Moor visitou o local mais recentemente e, quando passou os dedos pelo mesmo caminho fóssil (havia vários deles naquelas rochas), escreveu: “Eles carregavam a textura distinta da vida. Sua superfície foi padronizada com uma série de arcos encaixados: ))))))”
Você pode ver isso claramente na extremidade superior, mas também aparecem no meio.
Esses podem ser os vestígios de um pé com sucção que essas criaturas provavelmente usavam para se fixar em pedras ou superfícies planas no fundo do oceano. As anêmonas-do-mar se comportam dessa maneira hoje: elas se agarram a um terreno plano, mas ocasionalmente se soltam e dão grandes “passos” quando precisam se locomover.
Em 2009, Alexander Liu e seus colegas escreveram um artigo sugerindo que essas antigas criaturas não estavam flutuando, se contorcendo, rolando, nem se esticando. Não, elas estavam “rastejando”. Esses foram passos primitivos e é possível ver cada um deles como uma série de parênteses encaixados.

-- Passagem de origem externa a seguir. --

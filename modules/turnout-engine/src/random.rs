//! Randomness seam for the tick simulator's call-update roll.

use rand::Rng;

pub trait RandomSource: Send + Sync {
    /// Uniform value in [0, 1).
    fn roll(&self) -> f64;
}

pub struct ThreadRandom;

impl RandomSource for ThreadRandom {
    fn roll(&self) -> f64 {
        rand::rng().random()
    }
}

/// Always returns the same value. Tests use 0.0 to force the roll to hit and
/// 1.0 to force it to miss.
pub struct FixedRandom(pub f64);

impl RandomSource for FixedRandom {
    fn roll(&self) -> f64 {
        self.0
    }
}
//! The periodic severity tick, and the simulation start/stop lifecycle.

use std::collections::HashMap;
use std::time::Duration;

use chrono::Utc;
use serde_json::json;
use tracing::{debug, info};
use turnout_common::{
    Capability, DispatchError, Incident, IncidentStatus, ResourceStatus, SimulationState,
};
use turnout_events::{AppendEvent, EntityKind, EventKind};
use turnout_store::WriteBatch;

use crate::scheduler::Job;
use crate::DispatchEngine;

/// Severity drops by this much per tick when the on-scene response meets the
/// recommendation.
const SEVERITY_STEP_DOWN: i32 = 2;
/// And climbs by this much when it does not.
const SEVERITY_STEP_UP: i32 = 3;
/// At or below this, an ACTIVE incident is contained.
const CONTAINMENT_THRESHOLD: i32 = 10;

impl DispatchEngine {
    /// Flip the simulation on and arrange the recurring tick. The scheduler
    /// handle lives in the persisted state, not in ambient process memory,
    /// so a stale registration from an earlier start is cancelled first.
    pub async fn start(&self) -> Result<SimulationState, DispatchError> {
        let mut state = self.store.simulation_state().await?;
        if let Some(handle) = state.tick_job.take() {
            self.scheduler.cancel(handle);
        }
        let handle = self
            .scheduler
            .schedule_recurring(Job::Tick, Duration::from_millis(self.config.tick_interval_ms));
        state.is_running = true;
        state.started_at = Some(Utc::now());
        state.paused_at = None;
        state.tick_job = Some(handle);
        self.store
            .commit(WriteBatch::new().put_simulation_state(state.clone()))
            .await?;
        info!(interval_ms = self.config.tick_interval_ms, "simulation started");
        Ok(state)
    }

    /// Cancel the recurring tick (a no-op when none is registered) and flip
    /// the running flag off. Always succeeds from the caller's point of view;
    /// a tick already in flight still runs to completion.
    pub async fn stop(&self) -> Result<SimulationState, DispatchError> {
        let mut state = self.store.simulation_state().await?;
        if let Some(handle) = state.tick_job.take() {
            self.scheduler.cancel(handle);
        }
        state.is_running = false;
        state.paused_at = Some(Utc::now());
        self.store
            .commit(WriteBatch::new().put_simulation_state(state.clone()))
            .await?;
        info!("simulation stopped");
        Ok(state)
    }

    pub async fn simulation_state(&self) -> Result<SimulationState, DispatchError> {
        Ok(self.store.simulation_state().await?)
    }

    /// One tick: re-evaluate every ACTIVE incident, adjust severity, contain
    /// what has burned down, and occasionally emit narrative noise. Idle
    /// single return when the simulation is not running.
    pub async fn tick(&self) -> Result<(), DispatchError> {
        let state = self.store.simulation_state().await?;
        if !state.is_running {
            return Ok(());
        }

        let active = self
            .store
            .incidents_by_status(IncidentStatus::Active)
            .await?;
        debug!(incidents = active.len(), "tick");
        for incident in active {
            self.tick_incident(incident).await?;
        }

        // One roll per tick; at most one cosmetic call update. State is never
        // mutated here, only the observable timeline.
        if self.random.roll() < self.config.call_update_probability {
            let mut fresh = self
                .store
                .incidents_by_status(IncidentStatus::New)
                .await?;
            if fresh.is_empty() {
                fresh = self
                    .store
                    .incidents_by_status(IncidentStatus::Triaged)
                    .await?;
            }
            if let Some(incident) = fresh.into_iter().next() {
                self.recorder
                    .record(
                        AppendEvent::new(EventKind::CallUpdate, EntityKind::Incident, incident.id)
                            .with_payload(json!({ "note": "Simulated call update" }))
                            .with_incident(incident.id),
                    )
                    .await?;
            }
        }
        Ok(())
    }

    async fn tick_incident(&self, incident: Incident) -> Result<(), DispatchError> {
        let recommended = self
            .evaluate(
                incident.incident_type,
                incident.priority,
                incident.people_inside_unknown,
            )
            .await?;

        let mut on_scene_counts: HashMap<Capability, u32> = HashMap::new();
        for assignment in self.store.assignments_for_incident(incident.id).await? {
            let Some(resource) = self.store.resource(assignment.resource_id).await? else {
                continue;
            };
            if resource.status == ResourceStatus::OnScene {
                for cap in &resource.capabilities {
                    *on_scene_counts.entry(*cap).or_insert(0) += 1;
                }
            }
        }

        // Vacuously met when there is nothing to recommend.
        let meets_recommendation = recommended.as_ref().map_or(true, |rec| {
            rec.required_capabilities.iter().all(|cap| {
                let have = on_scene_counts.get(cap).copied().unwrap_or(0);
                let need = rec.minimum_counts.get(cap).copied().unwrap_or(1);
                have >= need
            })
        });

        // The severity write goes against a fresh read; an incident that left
        // ACTIVE since the snapshot (a close landing mid-tick) is left alone.
        let Some(mut incident) = self.store.incident(incident.id).await? else {
            return Ok(());
        };
        if incident.status != IncidentStatus::Active {
            return Ok(());
        }

        let before = incident.severity;
        if meets_recommendation {
            incident.set_severity(before - SEVERITY_STEP_DOWN);
        } else {
            incident.set_severity(before + SEVERITY_STEP_UP);
        }
        let after = incident.severity;

        let contained = after <= CONTAINMENT_THRESHOLD;
        if contained {
            incident.status = IncidentStatus::Contained;
        }
        if after == before && !contained {
            return Ok(());
        }

        // Severity and containment commit together.
        self.store
            .commit(WriteBatch::new().put_incident(incident.clone()))
            .await?;

        if after != before {
            self.recorder
                .record(
                    AppendEvent::new(EventKind::SeverityChange, EntityKind::Incident, incident.id)
                        .with_payload(json!({ "from": before, "to": after }))
                        .with_incident(incident.id),
                )
                .await?;
        }
        if contained {
            self.recorder
                .record(
                    AppendEvent::new(
                        EventKind::IncidentContained,
                        EntityKind::Incident,
                        incident.id,
                    )
                    .with_incident(incident.id),
                )
                .await?;
            info!(incident = %incident.id, "incident contained");
        }
        Ok(())
    }
}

Os críticos disseram que poderiam ser facilmente rastros feitos por pedras lançadas pelas ondas, mas quando especialistas examinaram melhor, a maioria concluiu que Liu está certo. Não são marcas de pedras. São trilhas – nossas primeiras evidências de locomoção, de vida em movimento.
Por que ir a algum lugar?
A pergunta é: por que se dar ao trabalho? Por que se movimentar?
Estavam procurando comida? Procurando sexo? Fugindo de um predador? Ou – e aqui volto a Neil Armstrong – estavam somente passeando, imaginando o que teria depois do próximo monte de areia?
Não havia muita coisa acontecendo no oceano há 565 milhões de anos. A Terra estava se recuperando de um frio extremo que havia deixado o fundo do oceano, como Moor descreve, “desprovido de predadores”, vazio. A mesma coisa para o mar. Não havia muito que olhar: “Talvez uma água-viva primitiva se passasse como uma nuvem viva”.
Sem nenhum motivo para se mexer, penso que talvez o que levou esses pioneiros a viajar foi (como colocar isso?) uma certa inquietação, um comportamento que foi transmitido pela grande corrente da vida enquanto os animais se mudavam em arcas, voavam para o México, viajavam do Canadá até o extremo sul da Argentina, circunavegavam o globo, saíam do planeta e, finalmente, aterrissaram na Lua.
É por isso que, nos movimentamos, acho eu: para ver, para ultrapassar, para ter mais escolhas.
Mas quando Moor faz a mesma pergunta (Por que nós, como animais, nos desenraizamos e vamos para outro lugar?), ele não responde que é por inquietação. As criaturas que inventaram a locomoção, diz o paleobiólogo Liu, provavelmente queriam segurança – uma superfície plana e limpa onde se agarrar. Superfícies racham, mudam. Quando a vida se torna muito difícil onde você está, você vai para onde é mais fácil.
Eles não buscavam uma aventura, buscavam conforto.
As duas explicações parecem opostas, mas não são. Nenhum lugar fica seguro para sempre, nem mesmo o nosso pequeno planeta azul. Em algum momento, seja por inquietação ou desespero – não importa qual – você tem que fazer aquilo que as panquecas inventaram 565 milhões de anos atrás. Não há escolha. A natureza soube disso cedo, então os terráqueos aprenderam isso cedo.
Ou você se move, ou você morre.
Então nós nos movimentamos. E nunca paramos.